Filed under: Ants, People, picnic site 4, Pollution, Smells, spiders, Stream, Water Skimmer — canopus56 @ 7:47 pm

A Day for the Senses

2:00 p.m. Record high temperature – 73 degrees Fahrenheit, and twenty degrees above average. Warm sun beats down. Insects continue to respond to these record highs. Box Elder bugs pass their R reproduction explosion yesterday and are diminished, but now the spiders respond. I stop counting at fifty small spiders scurrying across the road. They are oblivious to the larger world around them, and in places, I have to jump from side to side to avoid crushing them. Ants become active and run onto the round. At the pond at picnic site 4, three Water striders, the first of the new year, return. Butterflies sparsely float along the road. As yesterday, the warmth brings out numerous people and on another workday, many families with strollers are out. The stream still runs high with the early snowpack melt, and at rock pours, City Creek begins to look like its high mountain relatives. The water cascades over rocks and falls into agitated white pools. The stream is usually brown colored from the milky dust in the runoff that is only slightly opaque, but the water is set off against the brown of the creek bottom. This contrasts with the water of the boiling white, agitating eddies that creek into blue-green wedges. The silver ribbon returns for some stream sections (Dec. 26th).
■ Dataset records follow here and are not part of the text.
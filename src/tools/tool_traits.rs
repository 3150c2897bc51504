//! Tool interface

use crate::config::TilingConfig;
use crate::errors::ValidationError;
use crate::extractor::ProgressSink;
use crate::result::ToolResult;

/// A named operation over a tiling configuration
///
/// Tools never panic or return errors for run failures; every outcome,
/// including invalid input, is reported through the returned
/// [`ToolResult`].
pub trait Tool {
    /// Registry key
    fn name(&self) -> &'static str;

    fn description(&self) -> &'static str;

    fn version(&self) -> &'static str;

    /// Check a configuration without running
    ///
    /// # Returns
    /// The problems found; empty when the tool can run
    fn validate(&self, config: &TilingConfig) -> Vec<ValidationError>;

    /// Run the tool
    fn execute(&self, config: &TilingConfig) -> ToolResult;

    /// Run the tool, reporting per-tile progress to the sink
    ///
    /// Tools without incremental work ignore the sink.
    fn execute_with_progress(&self, config: &TilingConfig, _progress: &dyn ProgressSink) -> ToolResult {
        self.execute(config)
    }
}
At picnic site 4, I stop to do a chore. There is plastic child’s bucket that has been tangled in the low-hanging bushes on the far bank of the stream. I have grown tired of this piece of trash, and today, I have brought my river sandals. I change shoes and then wade across the two foot deep pond to remove the trash. The runoff is only slightly cold and afterward I am refreshed. As I wade across, a great plume of silt is raised, and the pond turns light brown for about five minutes. I now understand Salt Lake’s 1894 Mayor Baskin’s February 6th, 1895 comment that the City’s “inhabitants have been compelled to drink and use for culinary purposes very muddy, unwholesome and unpalatable water,” and why the City prohibited fishing in the stream beginning in 1895 (Salt Lake Tribune, June 19, 1895). Although the stream bed is made of rocks, the rocks are not natural. In 1896, this section of stream was lined with rip-rapp in order to reduce both sediment and to keep stream water from seeping into the true silt base hidden below the rocks (Salt Lake Herald, May 20 and July 26, 1896). Over the last one-hundred and ten years, the rip-rap has been covered with silt.

At milepost 1.5, a fresh katabatic wind blows up canyon, and between wind, the warm sun, and relaxing wade in the cool mountain stream, I mind cannot help to wander and just enjoy this feast for the senses.

In Thoreau’s “Journal” on March 15th, 1857, he observes trout swimming in a zig-zag pattern. On March 15th, 1860, he admires a circling hen-hawk.